Subject: Re: SS20/MP Watchdog Reset
To: None <port-sparc@netbsd.org>
From: Juergen Hannken-Illjes <hannken@eis.cs.tu-bs.de>
List: port-sparc
Date: 06/15/2004 21:24:29
On Tue, Jun 15, 2004 at 05:26:33PM +0000, Eduardo Horvath wrote:
> On Mon, Jun 14, 2004 at 11:54:46PM +0200, Juergen Hannken-Illjes wrote:
> > On this machine
> > 
> > 	total memory = 319 MB
> > 	cpu0 at mainbus0: mid 8: TMS390Z50 v0 or TMS390Z55 @ 85 MHz, on-chip FPU
> > 	cpu1 at mainbus0: mid 10: TMS390Z50 v0 or TMS390Z55 @ 85 MHz, on-chip FPU
> > 
> > running -current under heavy load I'm getting
> > 
> > 	Watchdog Reset
> > 	cpu0: NMI: system interrupts: 400c0000<VME=0,SBUS=0,SC,T,ME>
> > 	module0:
> > 		mxcc error 0x0
> > 		mxcc status 0xff1410002
> > 		mxcc reset 0x0
> > 	module1:
> > 		mxcc error 0x0
> > 		mxcc status 0xff1100000
> > 		mxcc reset 0x4 (WATCHDOG RESET)
> > 
> > The Watchdog Reset is always on module1. Software or hardware?
> 
> Watchdog resets are caused by taking a trap when traps are disabled.
> 
> This particular fault is a level 15 interrupt.  I think the only
> cause of level 15 interrupts are asynchronous memory errors.

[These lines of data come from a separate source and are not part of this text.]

use axum::extract::{Request, State};
use axum::http::header;
use axum::middleware::Next;
use axum::response::Response;
use shared_types::AppError;
use sqlx::{Pool, Postgres};

use super::extractors::{AuthRejection, CurrentUser};
use super::jwt::{hash_token, validate_token};
use crate::repo;

/// Pull the raw token out of an `Authorization: Bearer …` header.
pub fn bearer_token(headers: &axum::http::HeaderMap) -> Option<String> {
    headers
        .get(header::AUTHORIZATION)
        .and_then(|v| v.to_str().ok())
        .and_then(|v| v.strip_prefix("Bearer "))
        .map(str::trim)
        .filter(|t| !t.is_empty())
        .map(String::from)
}

/// Permissive auth middleware.
///
/// Resolves the bearer token to an active user and inserts a
/// `CurrentUser` into the request extensions. When that fails it inserts
/// an `AuthRejection` carrying the reason instead.
///
/// Does NOT reject requests; `AuthRequired` turns the rejection into a 401.
pub async fn auth_middleware(
    State(pool): State<Pool<Postgres>>,
    mut req: Request,
    next: Next,
) -> Response {
    match resolve_user(&pool, req.headers()).await {
        Ok(Some(user)) => {
            tracing::Span::current().record("user_id", tracing::field::display(user.id));
            req.extensions_mut().insert(user);
        }
        Ok(None) => {}
        Err(rejection) => {
            req.extensions_mut().insert(AuthRejection(rejection));
        }
    }
    next.run(req).await
}

async fn resolve_user(
    pool: &Pool<Postgres>,
    headers: &axum::http::HeaderMap,
) -> Result<Option<CurrentUser>, AppError> {
    let Some(token) = bearer_token(headers) else {
        return Ok(None);
    };
    let claims = validate_token(&token)?;

    if repo::user::is_token_revoked(pool, &hash_token(&token)).await? {
        return Err(AppError::unauthorized("تم تسجيل الخروج من هذه الجلسة"));
    }

    let user = repo::user::find_by_id(pool, claims.sub)
        .await?
        .ok_or_else(|| AppError::unauthorized("المستخدم غير موجود"))?;

    if !user.is_active {
        return Err(AppError::unauthorized("الحساب غير مفعل"));
    }

    Ok(Some(CurrentUser::from(&user)))
}
use shared_types::AppError;

/// Convert a sqlx::Error into an AppError.
pub fn sqlx_to_app_error(err: sqlx::Error) -> AppError {
    match &err {
        sqlx::Error::RowNotFound => AppError::not_found("المورد غير موجود"),
        sqlx::Error::Database(db_err) => {
            // PostgreSQL unique constraint violation (error code 23505)
            if db_err.code().as_deref() == Some("23505") {
                let constraint = db_err.constraint().unwrap_or_default();
                let detail = db_err.message();
                return AppError::conflict(conflict_message(constraint, detail));
            }
            tracing::error!(error = %err, "database error");
            AppError::database(err.to_string())
        }
        _ => {
            tracing::error!(error = %err, "database error");
            AppError::database(err.to_string())
        }
    }
}

fn conflict_message(constraint: &str, detail: &str) -> &'static str {
    let hit = |needle: &str| constraint.contains(needle) || detail.contains(needle);
    if hit("email") {
        "البريد الإلكتروني مستخدم بالفعل"
    } else if hit("case_number") {
        "رقم القضية موجود بالفعل"
    } else if hit("judgment_number") {
        "رقم الحكم موجود بالفعل"
    } else {
        "السجل موجود بالفعل"
    }
}

/// Extension trait providing `.into_app_error()` on sqlx::Error.
pub trait SqlxErrorExt {
    fn into_app_error(self) -> AppError;
}

impl SqlxErrorExt for sqlx::Error {
    fn into_app_error(self) -> AppError {
        sqlx_to_app_error(self)
    }
}

/// Trait for validating request DTOs before processing.
pub trait ValidateRequest {
    fn validate_request(&self) -> Result<(), AppError>;
}

impl<T: validator::Validate> ValidateRequest for T {
    fn validate_request(&self) -> Result<(), AppError> {
        self.validate().map_err(AppError::from)
    }
}

/// Reject a value that is not in its enumeration list.
pub fn ensure_choice(field: &str, value: &str, allowed: &[&str]) -> Result<(), AppError> {
    if allowed.contains(&value) {
        Ok(())
    } else {
        Err(AppError::invalid_choice(field, value, allowed))
    }
}

/// Parse a path id, mapping failure to 400.
pub fn parse_id(raw: &str) -> Result<uuid::Uuid, AppError> {
    uuid::Uuid::parse_str(raw).map_err(|_| AppError::bad_request("معرف غير صالح"))
}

> Since traps should only be disabled inside trap handlers, you
> are probably suffering from bad RAM.

... or a bad cpu. After replacing the upper cpu and reorganizing ram (it was
not contiguous) the machine runs for 9 hours without problems.
-- 
Juergen Hannken-Illjes - hannken@eis.cs.tu-bs.de - TU Braunschweig (Germany)